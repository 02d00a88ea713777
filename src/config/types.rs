use serde::{Deserialize, Serialize};
use std::collections::BTreeMap;

use crate::EnvMap;

/// Top-level configuration document.
#[derive(Debug, Clone, Default, PartialEq, Eq, Serialize, Deserialize)]
pub struct Config {
    #[serde(default)]
    pub projects: BTreeMap<String, Project>,
}

/// A named project root with its default command and environments.
#[derive(Debug, Clone, Default, PartialEq, Eq, Serialize, Deserialize)]
pub struct Project {
    /// Root directory, stored normalized.
    #[serde(default)]
    pub path: String,

    /// Command used by `menv run` when none is given after `--`.
    #[serde(default)]
    pub command: String,

    #[serde(default)]
    pub envs: BTreeMap<String, Environment>,
}

/// Files (in precedence order, last wins) plus literal overrides that beat every file.
#[derive(Debug, Clone, Default, PartialEq, Eq, Serialize, Deserialize)]
pub struct Environment {
    #[serde(default)]
    pub files: Vec<String>,

    #[serde(default)]
    pub overrides: EnvMap,
}

impl Config {
    /// Sample written by `menv init`.
    pub fn sample() -> Self {
        let mut overrides = EnvMap::new();
        overrides.insert("NODE_ENV".to_string(), "development".to_string());
        let mut envs = BTreeMap::new();
        envs.insert(
            "dev".to_string(),
            Environment {
                files: vec![".env.dev".to_string()],
                overrides,
            },
        );
        let mut projects = BTreeMap::new();
        projects.insert(
            "example".to_string(),
            Project {
                path: "/path/to/project".to_string(),
                command: "echo hello".to_string(),
                envs,
            },
        );
        Config { projects }
    }
}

+ + + +

=== TASK TO CARRY OUT ===
Copy the entries above exactly, so that each line matches the original.

=== ANSWER TO THIS TASK ===
repository 02d00a88ea713777
filename src/config/types.rs
use serde::{Deserialize, Serialize};
use std::collections::BTreeMap;

use crate::EnvMap;

/// Top-level configuration document.
#[derive(Debug, Clone, Default, PartialEq, Eq, Serialize, Deserialize)]
pub struct Config {
    #[serde(default)]
    pub projects: BTreeMap<String, Project>,
}

/// A named project root with its default command and environments.
#[derive(Debug, Clone, Default, PartialEq, Eq, Serialize, Deserialize)]
pub struct Project {
    /// Root directory, stored normalized.
    #[serde(default)]
    pub path: String,

    /// Command used by `menv run` when none is given after `--`.
    #[serde(default)]
    pub command: String,

    #[serde(default)]
    pub envs: BTreeMap<String, Environment>,
}

/// Files (in precedence order, last wins) plus literal overrides that beat every file.
#[derive(Debug, Clone, Default, PartialEq, Eq, Serialize, Deserialize)]
pub struct Environment {
    #[serde(default)]
    pub files: Vec<String>,

    #[serde(default)]
    pub overrides: EnvMap,
}

impl Config {
    /// Sample written by `menv init`.
    pub fn sample() -> Self {
        let mut overrides = EnvMap::new();
        overrides.insert("NODE_ENV".to_string(), "development".to_string());
        let mut envs = BTreeMap::new();
        envs.insert(
            "dev".to_string(),
            Environment {
                files: vec![".env.dev".to_string()],
                overrides,
            },
        );
        let mut projects = BTreeMap::new();
        projects.insert(
            "example".to_string(),
            Project {
                path: "/path/to/project".to_string(),
                command: "echo hello".to_string(),
                envs,
            },
        );
        Config { projects }
    }
}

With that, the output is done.